* TASK MATERIAL
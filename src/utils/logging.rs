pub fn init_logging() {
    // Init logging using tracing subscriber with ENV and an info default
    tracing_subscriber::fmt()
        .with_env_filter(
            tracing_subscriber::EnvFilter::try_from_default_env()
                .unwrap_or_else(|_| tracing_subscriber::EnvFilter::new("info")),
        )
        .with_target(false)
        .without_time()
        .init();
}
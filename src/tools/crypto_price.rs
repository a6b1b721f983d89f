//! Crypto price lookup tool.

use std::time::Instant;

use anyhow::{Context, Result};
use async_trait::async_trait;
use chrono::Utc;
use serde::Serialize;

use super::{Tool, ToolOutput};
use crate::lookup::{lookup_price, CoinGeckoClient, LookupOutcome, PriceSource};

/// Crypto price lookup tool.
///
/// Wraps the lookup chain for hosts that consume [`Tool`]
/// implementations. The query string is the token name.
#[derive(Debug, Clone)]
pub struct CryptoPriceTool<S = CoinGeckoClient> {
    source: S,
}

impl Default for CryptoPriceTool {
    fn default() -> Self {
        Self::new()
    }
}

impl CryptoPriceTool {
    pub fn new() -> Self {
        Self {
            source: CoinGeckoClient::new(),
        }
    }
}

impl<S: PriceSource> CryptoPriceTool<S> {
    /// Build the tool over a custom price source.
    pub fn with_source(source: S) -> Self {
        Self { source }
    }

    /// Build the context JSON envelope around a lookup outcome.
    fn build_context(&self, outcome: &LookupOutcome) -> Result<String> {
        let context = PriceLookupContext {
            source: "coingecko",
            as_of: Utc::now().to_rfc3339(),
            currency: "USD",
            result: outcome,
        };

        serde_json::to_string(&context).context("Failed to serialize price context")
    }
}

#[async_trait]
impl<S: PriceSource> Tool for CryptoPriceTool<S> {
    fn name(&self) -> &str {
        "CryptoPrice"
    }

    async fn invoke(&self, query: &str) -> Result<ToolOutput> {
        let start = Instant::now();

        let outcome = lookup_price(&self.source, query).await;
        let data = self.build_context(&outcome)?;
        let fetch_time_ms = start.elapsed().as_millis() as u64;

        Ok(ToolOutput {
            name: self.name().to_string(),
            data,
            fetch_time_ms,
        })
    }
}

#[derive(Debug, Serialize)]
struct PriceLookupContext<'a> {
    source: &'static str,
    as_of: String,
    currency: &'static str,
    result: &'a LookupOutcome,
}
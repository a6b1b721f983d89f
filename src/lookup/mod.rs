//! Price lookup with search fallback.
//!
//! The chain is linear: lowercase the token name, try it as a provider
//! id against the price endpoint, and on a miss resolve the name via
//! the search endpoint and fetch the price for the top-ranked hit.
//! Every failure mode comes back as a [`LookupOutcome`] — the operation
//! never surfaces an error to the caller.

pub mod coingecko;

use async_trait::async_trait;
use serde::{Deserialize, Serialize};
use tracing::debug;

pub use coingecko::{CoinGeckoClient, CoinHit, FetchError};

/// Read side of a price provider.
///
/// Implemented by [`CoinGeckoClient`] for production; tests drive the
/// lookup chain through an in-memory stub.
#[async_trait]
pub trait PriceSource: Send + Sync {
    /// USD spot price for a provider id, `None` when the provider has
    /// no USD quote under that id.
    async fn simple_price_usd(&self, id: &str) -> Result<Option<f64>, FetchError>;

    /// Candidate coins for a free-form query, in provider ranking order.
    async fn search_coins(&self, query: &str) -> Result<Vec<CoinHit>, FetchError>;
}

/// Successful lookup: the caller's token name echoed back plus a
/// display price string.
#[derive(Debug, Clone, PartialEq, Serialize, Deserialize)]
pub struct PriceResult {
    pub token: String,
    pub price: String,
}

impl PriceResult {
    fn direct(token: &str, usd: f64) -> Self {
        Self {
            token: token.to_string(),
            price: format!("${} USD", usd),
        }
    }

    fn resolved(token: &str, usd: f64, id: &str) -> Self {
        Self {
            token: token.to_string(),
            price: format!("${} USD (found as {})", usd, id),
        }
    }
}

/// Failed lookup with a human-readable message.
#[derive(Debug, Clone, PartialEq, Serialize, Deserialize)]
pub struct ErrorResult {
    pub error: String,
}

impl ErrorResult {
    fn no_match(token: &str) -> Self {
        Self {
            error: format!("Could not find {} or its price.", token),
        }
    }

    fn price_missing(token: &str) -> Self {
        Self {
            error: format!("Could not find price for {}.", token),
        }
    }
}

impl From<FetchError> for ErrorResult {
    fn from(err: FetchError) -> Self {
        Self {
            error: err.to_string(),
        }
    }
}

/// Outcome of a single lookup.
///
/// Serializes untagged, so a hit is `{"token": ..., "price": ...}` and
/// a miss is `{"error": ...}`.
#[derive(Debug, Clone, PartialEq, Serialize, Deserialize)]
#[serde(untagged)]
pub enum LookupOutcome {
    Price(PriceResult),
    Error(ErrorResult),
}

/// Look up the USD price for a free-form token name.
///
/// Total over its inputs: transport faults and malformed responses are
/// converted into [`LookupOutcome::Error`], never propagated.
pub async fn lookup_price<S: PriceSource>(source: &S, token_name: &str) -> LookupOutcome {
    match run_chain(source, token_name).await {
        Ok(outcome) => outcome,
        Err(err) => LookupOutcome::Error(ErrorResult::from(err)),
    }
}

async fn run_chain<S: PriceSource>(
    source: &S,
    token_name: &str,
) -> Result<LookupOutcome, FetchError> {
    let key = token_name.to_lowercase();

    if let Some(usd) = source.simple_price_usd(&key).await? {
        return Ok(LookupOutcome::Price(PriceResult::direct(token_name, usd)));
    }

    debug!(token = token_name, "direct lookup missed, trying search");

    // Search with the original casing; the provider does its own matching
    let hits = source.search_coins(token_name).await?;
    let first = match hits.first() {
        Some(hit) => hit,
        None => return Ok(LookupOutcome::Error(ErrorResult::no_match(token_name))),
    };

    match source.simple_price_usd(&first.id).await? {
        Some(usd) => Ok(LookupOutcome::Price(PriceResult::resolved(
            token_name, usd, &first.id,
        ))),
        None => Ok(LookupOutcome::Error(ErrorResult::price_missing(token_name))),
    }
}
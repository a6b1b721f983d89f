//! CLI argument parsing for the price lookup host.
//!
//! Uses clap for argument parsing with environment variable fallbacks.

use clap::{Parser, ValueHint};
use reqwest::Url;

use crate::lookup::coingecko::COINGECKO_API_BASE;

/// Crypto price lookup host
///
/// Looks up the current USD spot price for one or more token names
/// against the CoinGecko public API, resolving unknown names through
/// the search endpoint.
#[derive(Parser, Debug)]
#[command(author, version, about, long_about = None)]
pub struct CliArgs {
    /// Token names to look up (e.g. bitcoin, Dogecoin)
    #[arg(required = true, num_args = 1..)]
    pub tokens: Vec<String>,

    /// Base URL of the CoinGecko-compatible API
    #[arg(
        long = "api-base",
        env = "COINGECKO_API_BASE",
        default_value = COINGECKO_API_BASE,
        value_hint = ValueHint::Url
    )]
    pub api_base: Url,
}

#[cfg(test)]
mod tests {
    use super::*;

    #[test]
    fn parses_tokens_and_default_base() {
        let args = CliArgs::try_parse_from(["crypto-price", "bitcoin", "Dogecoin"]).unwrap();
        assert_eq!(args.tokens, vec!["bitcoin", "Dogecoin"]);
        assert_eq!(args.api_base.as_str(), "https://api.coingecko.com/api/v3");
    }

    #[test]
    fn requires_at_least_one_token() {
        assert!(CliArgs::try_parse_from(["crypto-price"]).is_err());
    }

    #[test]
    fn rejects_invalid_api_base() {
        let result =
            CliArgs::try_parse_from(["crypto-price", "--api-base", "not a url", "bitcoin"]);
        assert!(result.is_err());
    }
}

* WHAT IS EXPECTED
Each record must be repeated exactly as it appears above.

* WRITTEN SOLUTION
filename src/utils/logging.rs
pub fn init_logging() {
    // Init logging using tracing subscriber with ENV and an info default
    tracing_subscriber::fmt()
        .with_env_filter(
            tracing_subscriber::EnvFilter::try_from_default_env()
                .unwrap_or_else(|_| tracing_subscriber::EnvFilter::new("info")),
        )
        .with_target(false)
        .without_time()
        .init();
}
filename src/tools/crypto_price.rs
repository a6b1b721f983d89f
//! Crypto price lookup tool.

use std::time::Instant;

use anyhow::{Context, Result};
use async_trait::async_trait;
use chrono::Utc;
use serde::Serialize;

use super::{Tool, ToolOutput};
use crate::lookup::{lookup_price, CoinGeckoClient, LookupOutcome, PriceSource};

/// Crypto price lookup tool.
///
/// Wraps the lookup chain for hosts that consume [`Tool`]
/// implementations. The query string is the token name.
#[derive(Debug, Clone)]
pub struct CryptoPriceTool<S = CoinGeckoClient> {
    source: S,
}

impl Default for CryptoPriceTool {
    fn default() -> Self {
        Self::new()
    }
}

impl CryptoPriceTool {
    pub fn new() -> Self {
        Self {
            source: CoinGeckoClient::new(),
        }
    }
}

impl<S: PriceSource> CryptoPriceTool<S> {
    /// Build the tool over a custom price source.
    pub fn with_source(source: S) -> Self {
        Self { source }
    }

    /// Build the context JSON envelope around a lookup outcome.
    fn build_context(&self, outcome: &LookupOutcome) -> Result<String> {
        let context = PriceLookupContext {
            source: "coingecko",
            as_of: Utc::now().to_rfc3339(),
            currency: "USD",
            result: outcome,
        };

        serde_json::to_string(&context).context("Failed to serialize price context")
    }
}

#[async_trait]
impl<S: PriceSource> Tool for CryptoPriceTool<S> {
    fn name(&self) -> &str {
        "CryptoPrice"
    }

    async fn invoke(&self, query: &str) -> Result<ToolOutput> {
        let start = Instant::now();

        let outcome = lookup_price(&self.source, query).await;
        let data = self.build_context(&outcome)?;
        let fetch_time_ms = start.elapsed().as_millis() as u64;

        Ok(ToolOutput {
            name: self.name().to_string(),
            data,
            fetch_time_ms,
        })
    }
}

#[derive(Debug, Serialize)]
struct PriceLookupContext<'a> {
    source: &'static str,
    as_of: String,
    currency: &'static str,
    result: &'a LookupOutcome,
}
repository a6b1b721f983d89f
filename src/lookup/mod.rs
//! Price lookup with search fallback.
//!
//! The chain is linear: lowercase the token name, try it as a provider
//! id against the price endpoint, and on a miss resolve the name via
//! the search endpoint and fetch the price for the top-ranked hit.
//! Every failure mode comes back as a [`LookupOutcome`] — the operation
//! never surfaces an error to the caller.

pub mod coingecko;

use async_trait::async_trait;
use serde::{Deserialize, Serialize};
use tracing::debug;

pub use coingecko::{CoinGeckoClient, CoinHit, FetchError};

/// Read side of a price provider.
///
/// Implemented by [`CoinGeckoClient`] for production; tests drive the
/// lookup chain through an in-memory stub.
#[async_trait]
pub trait PriceSource: Send + Sync {
    /// USD spot price for a provider id, `None` when the provider has
    /// no USD quote under that id.
    async fn simple_price_usd(&self, id: &str) -> Result<Option<f64>, FetchError>;

    /// Candidate coins for a free-form query, in provider ranking order.
    async fn search_coins(&self, query: &str) -> Result<Vec<CoinHit>, FetchError>;
}

/// Successful lookup: the caller's token name echoed back plus a
/// display price string.
#[derive(Debug, Clone, PartialEq, Serialize, Deserialize)]
pub struct PriceResult {
    pub token: String,
    pub price: String,
}

impl PriceResult {
    fn direct(token: &str, usd: f64) -> Self {
        Self {
            token: token.to_string(),
            price: format!("${} USD", usd),
        }
    }

    fn resolved(token: &str, usd: f64, id: &str) -> Self {
        Self {
            token: token.to_string(),
            price: format!("${} USD (found as {})", usd, id),
        }
    }
}

/// Failed lookup with a human-readable message.
#[derive(Debug, Clone, PartialEq, Serialize, Deserialize)]
pub struct ErrorResult {
    pub error: String,
}

impl ErrorResult {
    fn no_match(token: &str) -> Self {
        Self {
            error: format!("Could not find {} or its price.", token),
        }
    }

    fn price_missing(token: &str) -> Self {
        Self {
            error: format!("Could not find price for {}.", token),
        }
    }
}

impl From<FetchError> for ErrorResult {
    fn from(err: FetchError) -> Self {
        Self {
            error: err.to_string(),
        }
    }
}

/// Outcome of a single lookup.
///
/// Serializes untagged, so a hit is `{"token": ..., "price": ...}` and
/// a miss is `{"error": ...}`.
#[derive(Debug, Clone, PartialEq, Serialize, Deserialize)]
#[serde(untagged)]
pub enum LookupOutcome {
    Price(PriceResult),
    Error(ErrorResult),
}

/// Look up the USD price for a free-form token name.
///
/// Total over its inputs: transport faults and malformed responses are
/// converted into [`LookupOutcome::Error`], never propagated.
pub async fn lookup_price<S: PriceSource>(source: &S, token_name: &str) -> LookupOutcome {
    match run_chain(source, token_name).await {
        Ok(outcome) => outcome,
        Err(err) => LookupOutcome::Error(ErrorResult::from(err)),
    }
}

async fn run_chain<S: PriceSource>(
    source: &S,
    token_name: &str,
) -> Result<LookupOutcome, FetchError> {
    let key = token_name.to_lowercase();

    if let Some(usd) = source.simple_price_usd(&key).await? {
        return Ok(LookupOutcome::Price(PriceResult::direct(token_name, usd)));
    }

    debug!(token = token_name, "direct lookup missed, trying search");

    // Search with the original casing; the provider does its own matching
    let hits = source.search_coins(token_name).await?;
    let first = match hits.first() {
        Some(hit) => hit,
        None => return Ok(LookupOutcome::Error(ErrorResult::no_match(token_name))),
    };

    match source.simple_price_usd(&first.id).await? {
        Some(usd) => Ok(LookupOutcome::Price(PriceResult::resolved(
            token_name, usd, &first.id,
        ))),
        None => Ok(LookupOutcome::Error(ErrorResult::price_missing(token_name))),
    }
}
repository a6b1b721f983d89f
//! CLI argument parsing for the price lookup host.
//!
//! Uses clap for argument parsing with environment variable fallbacks.

use clap::{Parser, ValueHint};
use reqwest::Url;

use crate::lookup::coingecko::COINGECKO_API_BASE;

/// Crypto price lookup host
///
/// Looks up the current USD spot price for one or more token names
/// against the CoinGecko public API, resolving unknown names through
/// the search endpoint.
#[derive(Parser, Debug)]
#[command(author, version, about, long_about = None)]
pub struct CliArgs {
    /// Token names to look up (e.g. bitcoin, Dogecoin)
    #[arg(required = true, num_args = 1..)]
    pub tokens: Vec<String>,

    /// Base URL of the CoinGecko-compatible API
    #[arg(
        long = "api-base",
        env = "COINGECKO_API_BASE",
        default_value = COINGECKO_API_BASE,
        value_hint = ValueHint::Url
    )]
    pub api_base: Url,
}

#[cfg(test)]
mod tests {
    use super::*;

    #[test]
    fn parses_tokens_and_default_base() {
        let args = CliArgs::try_parse_from(["crypto-price", "bitcoin", "Dogecoin"]).unwrap();
        assert_eq!(args.tokens, vec!["bitcoin", "Dogecoin"]);
        assert_eq!(args.api_base.as_str(), "https://api.coingecko.com/api/v3");
    }

    #[test]
    fn requires_at_least_one_token() {
        assert!(CliArgs::try_parse_from(["crypto-price"]).is_err());
    }

    #[test]
    fn rejects_invalid_api_base() {
        let result =
            CliArgs::try_parse_from(["crypto-price", "--api-base", "not a url", "bitcoin"]);
        assert!(result.is_err());
    }
}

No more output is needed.